Wednesday, January 18, 2017

National Health Foundation Awarded Nearly $1 Million to Address High Obesity Rates in Historic South Central Los Angeles



National Health Foundation (NHF) was awarded $880,000 from the Los Angeles CountyDepartment of Public Health with funding from the California Department of Public Health and the United States Department of Agriculture. The grant will support the Champions for Change - Healthy Communities Initiative, which aims to reduce the prevalence of obesity among low-income Supplemental Nutrition Assistance Program-Education eligible populations by providing nutrition education, physical activity promotion, and working to create healthier environments for low-income individuals and families where they live, learn, work, play, pray, and shop.

Key efforts under the initiative include teaching fundamental skills such as cooking, reading food labels, shopping on a budget, growing fruits and vegetables, and introducing low-cost and fun ways to be physically active. In addition, champions in communities throughout the County will be identified to help improve access to healthier foods and increase opportunities to be physical active in a variety of settings, including early childcare centers, schools, faith-based organizations, corner stores, parks, worksites, and cities.   

“National Health Foundation is pleased to be a part of this County-wide initiative, as we are committed to improving underserved communities by taking actions on the social determinants of health,” explained Kelly Bruno, MSW, President/CEO, National Health Foundation. “We are working toward making notable changes in the community by working with students in schools, local corner stores and community partners to make healthier foods more affordable and available as well as identify ways to integrate physical activity into the day to improve the overall health for families in South Central LA.” 
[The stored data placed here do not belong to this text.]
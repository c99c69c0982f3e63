use module_graph::ModuleGraph;
use plugin_core::ModuleCtx;
use swc_atoms::Atom;
use swc_ecma_ast::{ComputedPropName, Expr, Lit, MemberExpr, MemberProp};

/// If `expr` is `dependencyMap[i]` - a computed member access into the
/// current module's seventh factory parameter with a numeric literal
/// index - returns `i`. This is the only shape the Metro calling
/// convention ever produces for a dependency lookup.
pub fn dependency_map_index(expr: &Expr, dependency_map: &Atom) -> Option<usize> {
    let Expr::Member(MemberExpr { obj, prop, .. }) = expr else {
        return None;
    };
    let Expr::Ident(ident) = &**obj else {
        return None;
    };
    if ident.sym != *dependency_map {
        return None;
    }
    let MemberProp::Computed(ComputedPropName { expr, .. }) = prop else {
        return None;
    };
    match &**expr {
        Expr::Lit(Lit::Num(n)) => Some(n.value as usize),
        _ => None,
    }
}

/// The module specifier to print for an import of dependency slot
/// `dep_index`: the recognized NPM package name if that dependency is
/// tagged, otherwise a relative path built from its `moduleId` (§4.7 rule
/// 1). Returns `None` when the slot is elided or dangling - callers leave
/// the original require/import call untouched rather than guess.
pub fn resolve_import_source(
    graph: &ModuleGraph,
    ctx: &ModuleCtx<'_>,
    dep_index: usize,
) -> Option<String> {
    let dep_id = (*ctx.dependencies.get(dep_index)?)?;
    match graph.get(dep_id) {
        Some(dep) if dep.is_npm_module => dep.npm_module_name.clone(),
        Some(dep) => Some(format!("./{}", dep.module_id)),
        None => Some(format!("./{dep_id}")),
    }
}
According to the LA County: A Cities andCommunities Health Report, obesity-related chronic illnesses continue to rank among the top ten leading causes of premature death, including heart disease, stroke, and diabetes. While the obesity epidemic continues to impact virtually all population groups, roughly 29% of children and 37% of adults in South Central LA are obese, which is significantly higher than the rest of Los Angeles County. LA County black and Latino resident’s fair worse when it comes to obesity and obesity-related illnesses compared to whites and Asians. Thirty-two percent of Latinos and thirty one percent of blacks are obese in LA County, compared to 18% of whites and 8% of Asians. When it comes to South Central Los Angeles black and Latino residents, who make up 10% and 87% of the population respectively, the situation is no different. 


Reducing obesity is a priority of Public Health and a key objective of the Champions for Change - Healthy Communities Initiative,” said Jeffrey Gunzenhauser, Interim Health Officer of Los Angeles County. “By investing in our communities and the people that we serve, we are hopeful that we can make impactful, long-lasting changes for better health outcomes.”